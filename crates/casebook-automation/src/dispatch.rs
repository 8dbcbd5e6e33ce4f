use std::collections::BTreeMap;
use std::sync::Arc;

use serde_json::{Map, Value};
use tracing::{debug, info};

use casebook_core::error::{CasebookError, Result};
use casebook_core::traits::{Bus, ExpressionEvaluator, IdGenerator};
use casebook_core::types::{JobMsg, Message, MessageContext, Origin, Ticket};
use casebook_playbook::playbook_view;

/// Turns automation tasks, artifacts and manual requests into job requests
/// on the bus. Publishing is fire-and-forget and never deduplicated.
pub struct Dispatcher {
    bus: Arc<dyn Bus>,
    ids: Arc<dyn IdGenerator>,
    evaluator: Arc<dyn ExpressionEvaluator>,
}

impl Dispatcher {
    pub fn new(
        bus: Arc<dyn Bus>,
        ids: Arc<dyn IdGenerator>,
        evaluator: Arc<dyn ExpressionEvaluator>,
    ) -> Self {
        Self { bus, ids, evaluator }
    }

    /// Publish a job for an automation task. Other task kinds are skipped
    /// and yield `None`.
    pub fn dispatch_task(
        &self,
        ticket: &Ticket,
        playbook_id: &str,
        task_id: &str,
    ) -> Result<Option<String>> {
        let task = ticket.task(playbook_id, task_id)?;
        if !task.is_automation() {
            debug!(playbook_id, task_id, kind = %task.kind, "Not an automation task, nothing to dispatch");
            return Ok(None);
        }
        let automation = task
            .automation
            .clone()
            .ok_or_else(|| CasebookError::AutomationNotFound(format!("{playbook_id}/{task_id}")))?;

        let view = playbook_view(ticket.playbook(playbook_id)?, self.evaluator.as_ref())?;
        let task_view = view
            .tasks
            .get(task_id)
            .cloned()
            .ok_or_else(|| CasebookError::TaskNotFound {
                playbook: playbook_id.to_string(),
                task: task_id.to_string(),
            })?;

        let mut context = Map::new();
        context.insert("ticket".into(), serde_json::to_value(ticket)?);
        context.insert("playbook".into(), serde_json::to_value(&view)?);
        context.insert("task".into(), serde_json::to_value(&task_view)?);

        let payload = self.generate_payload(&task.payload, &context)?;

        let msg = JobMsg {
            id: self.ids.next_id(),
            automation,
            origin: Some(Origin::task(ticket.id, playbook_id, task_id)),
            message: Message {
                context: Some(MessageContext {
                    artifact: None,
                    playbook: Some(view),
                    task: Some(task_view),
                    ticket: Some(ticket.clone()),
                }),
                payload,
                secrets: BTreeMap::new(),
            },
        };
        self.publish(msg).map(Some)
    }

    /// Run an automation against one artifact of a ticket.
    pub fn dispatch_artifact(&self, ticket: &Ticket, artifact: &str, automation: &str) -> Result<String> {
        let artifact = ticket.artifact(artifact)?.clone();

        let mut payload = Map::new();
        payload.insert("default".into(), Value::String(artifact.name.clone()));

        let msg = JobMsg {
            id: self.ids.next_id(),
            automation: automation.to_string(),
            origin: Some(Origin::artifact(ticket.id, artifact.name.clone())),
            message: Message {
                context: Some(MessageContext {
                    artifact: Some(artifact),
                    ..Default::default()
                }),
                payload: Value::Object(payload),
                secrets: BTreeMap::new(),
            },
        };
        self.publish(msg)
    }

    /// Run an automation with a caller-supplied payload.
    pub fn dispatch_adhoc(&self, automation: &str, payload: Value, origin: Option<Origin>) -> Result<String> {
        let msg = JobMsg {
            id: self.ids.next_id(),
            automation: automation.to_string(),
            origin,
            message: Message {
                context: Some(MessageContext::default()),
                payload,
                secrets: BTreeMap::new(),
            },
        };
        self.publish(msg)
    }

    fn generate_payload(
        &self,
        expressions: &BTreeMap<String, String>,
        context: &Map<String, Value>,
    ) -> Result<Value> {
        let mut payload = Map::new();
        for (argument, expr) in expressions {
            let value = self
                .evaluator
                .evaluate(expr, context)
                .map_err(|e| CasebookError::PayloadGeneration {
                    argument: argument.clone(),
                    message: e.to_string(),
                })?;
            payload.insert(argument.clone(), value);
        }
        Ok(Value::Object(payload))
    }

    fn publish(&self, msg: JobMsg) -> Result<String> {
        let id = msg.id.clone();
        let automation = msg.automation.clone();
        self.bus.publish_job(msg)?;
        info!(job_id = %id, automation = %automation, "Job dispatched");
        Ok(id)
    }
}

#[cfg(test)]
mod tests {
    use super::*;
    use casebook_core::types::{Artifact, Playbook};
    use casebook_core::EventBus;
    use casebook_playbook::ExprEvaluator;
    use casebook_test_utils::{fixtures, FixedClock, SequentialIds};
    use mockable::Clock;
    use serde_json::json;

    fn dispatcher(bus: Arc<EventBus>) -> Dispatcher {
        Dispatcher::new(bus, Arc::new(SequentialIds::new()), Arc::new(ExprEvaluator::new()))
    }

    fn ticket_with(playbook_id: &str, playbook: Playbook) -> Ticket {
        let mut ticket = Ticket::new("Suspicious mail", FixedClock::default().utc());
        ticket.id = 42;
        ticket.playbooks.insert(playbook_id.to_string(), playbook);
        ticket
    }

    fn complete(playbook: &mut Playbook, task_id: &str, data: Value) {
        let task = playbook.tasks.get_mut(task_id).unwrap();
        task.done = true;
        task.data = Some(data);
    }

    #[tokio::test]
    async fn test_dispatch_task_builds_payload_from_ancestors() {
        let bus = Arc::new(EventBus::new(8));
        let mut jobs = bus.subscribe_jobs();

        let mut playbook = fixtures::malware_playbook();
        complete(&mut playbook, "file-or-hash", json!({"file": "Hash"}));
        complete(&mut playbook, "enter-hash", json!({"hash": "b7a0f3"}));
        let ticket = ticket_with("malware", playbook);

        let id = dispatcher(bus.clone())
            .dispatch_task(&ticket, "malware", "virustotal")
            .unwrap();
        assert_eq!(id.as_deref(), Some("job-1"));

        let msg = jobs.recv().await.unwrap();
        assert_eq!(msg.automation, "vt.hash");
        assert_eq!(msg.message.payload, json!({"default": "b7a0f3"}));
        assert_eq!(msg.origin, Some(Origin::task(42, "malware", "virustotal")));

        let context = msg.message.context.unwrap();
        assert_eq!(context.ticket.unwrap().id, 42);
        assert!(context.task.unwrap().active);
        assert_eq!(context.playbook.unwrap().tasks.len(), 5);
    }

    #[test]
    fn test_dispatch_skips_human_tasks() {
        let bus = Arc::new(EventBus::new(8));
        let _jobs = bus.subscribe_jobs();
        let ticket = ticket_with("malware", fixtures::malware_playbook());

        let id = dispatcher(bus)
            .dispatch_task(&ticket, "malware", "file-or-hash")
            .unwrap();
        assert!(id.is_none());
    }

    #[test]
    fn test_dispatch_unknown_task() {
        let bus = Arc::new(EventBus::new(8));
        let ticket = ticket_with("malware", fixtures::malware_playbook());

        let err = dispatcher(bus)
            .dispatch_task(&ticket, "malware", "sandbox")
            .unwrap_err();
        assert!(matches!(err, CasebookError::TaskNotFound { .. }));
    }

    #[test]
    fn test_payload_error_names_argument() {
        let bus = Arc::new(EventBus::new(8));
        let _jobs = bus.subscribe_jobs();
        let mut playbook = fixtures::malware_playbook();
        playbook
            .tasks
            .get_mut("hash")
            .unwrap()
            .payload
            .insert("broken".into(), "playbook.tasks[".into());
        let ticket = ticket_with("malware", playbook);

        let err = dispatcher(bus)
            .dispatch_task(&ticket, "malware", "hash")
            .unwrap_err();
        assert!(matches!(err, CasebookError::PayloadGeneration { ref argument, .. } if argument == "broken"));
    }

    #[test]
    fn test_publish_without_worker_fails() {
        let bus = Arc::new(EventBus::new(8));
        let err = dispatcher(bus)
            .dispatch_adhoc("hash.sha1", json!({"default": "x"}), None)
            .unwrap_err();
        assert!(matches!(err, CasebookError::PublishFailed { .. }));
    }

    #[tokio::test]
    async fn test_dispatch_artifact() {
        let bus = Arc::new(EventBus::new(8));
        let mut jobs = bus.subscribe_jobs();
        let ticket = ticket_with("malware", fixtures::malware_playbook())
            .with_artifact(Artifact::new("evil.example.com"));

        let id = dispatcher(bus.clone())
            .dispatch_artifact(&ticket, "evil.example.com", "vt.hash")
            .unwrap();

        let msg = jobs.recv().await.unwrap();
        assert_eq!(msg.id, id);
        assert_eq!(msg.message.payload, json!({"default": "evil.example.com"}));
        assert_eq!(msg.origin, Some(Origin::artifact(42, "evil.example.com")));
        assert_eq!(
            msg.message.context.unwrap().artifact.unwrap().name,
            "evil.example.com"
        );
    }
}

-*-

» **Task description**
Return only the lines spanning from the first line of the material through the line with "debug!(playbook_id, task_id, kind", copied exactly, both ends kept.

» **Task output**
filename crates/casebook-automation/src/dispatch.rs
repository 8dbcbd5e6e33ce4f
use std::collections::BTreeMap;
use std::sync::Arc;

use serde_json::{Map, Value};
use tracing::{debug, info};

use casebook_core::error::{CasebookError, Result};
use casebook_core::traits::{Bus, ExpressionEvaluator, IdGenerator};
use casebook_core::types::{JobMsg, Message, MessageContext, Origin, Ticket};
use casebook_playbook::playbook_view;

/// Turns automation tasks, artifacts and manual requests into job requests
/// on the bus. Publishing is fire-and-forget and never deduplicated.
pub struct Dispatcher {
    bus: Arc<dyn Bus>,
    ids: Arc<dyn IdGenerator>,
    evaluator: Arc<dyn ExpressionEvaluator>,
}

impl Dispatcher {
    pub fn new(
        bus: Arc<dyn Bus>,
        ids: Arc<dyn IdGenerator>,
        evaluator: Arc<dyn ExpressionEvaluator>,
    ) -> Self {
        Self { bus, ids, evaluator }
    }

    /// Publish a job for an automation task. Other task kinds are skipped
    /// and yield `None`.
    pub fn dispatch_task(
        &self,
        ticket: &Ticket,
        playbook_id: &str,
        task_id: &str,
    ) -> Result<Option<String>> {
        let task = ticket.task(playbook_id, task_id)?;
        if !task.is_automation() {
            debug!(playbook_id, task_id, kind = %task.kind, "Not an automation task, nothing to dispatch");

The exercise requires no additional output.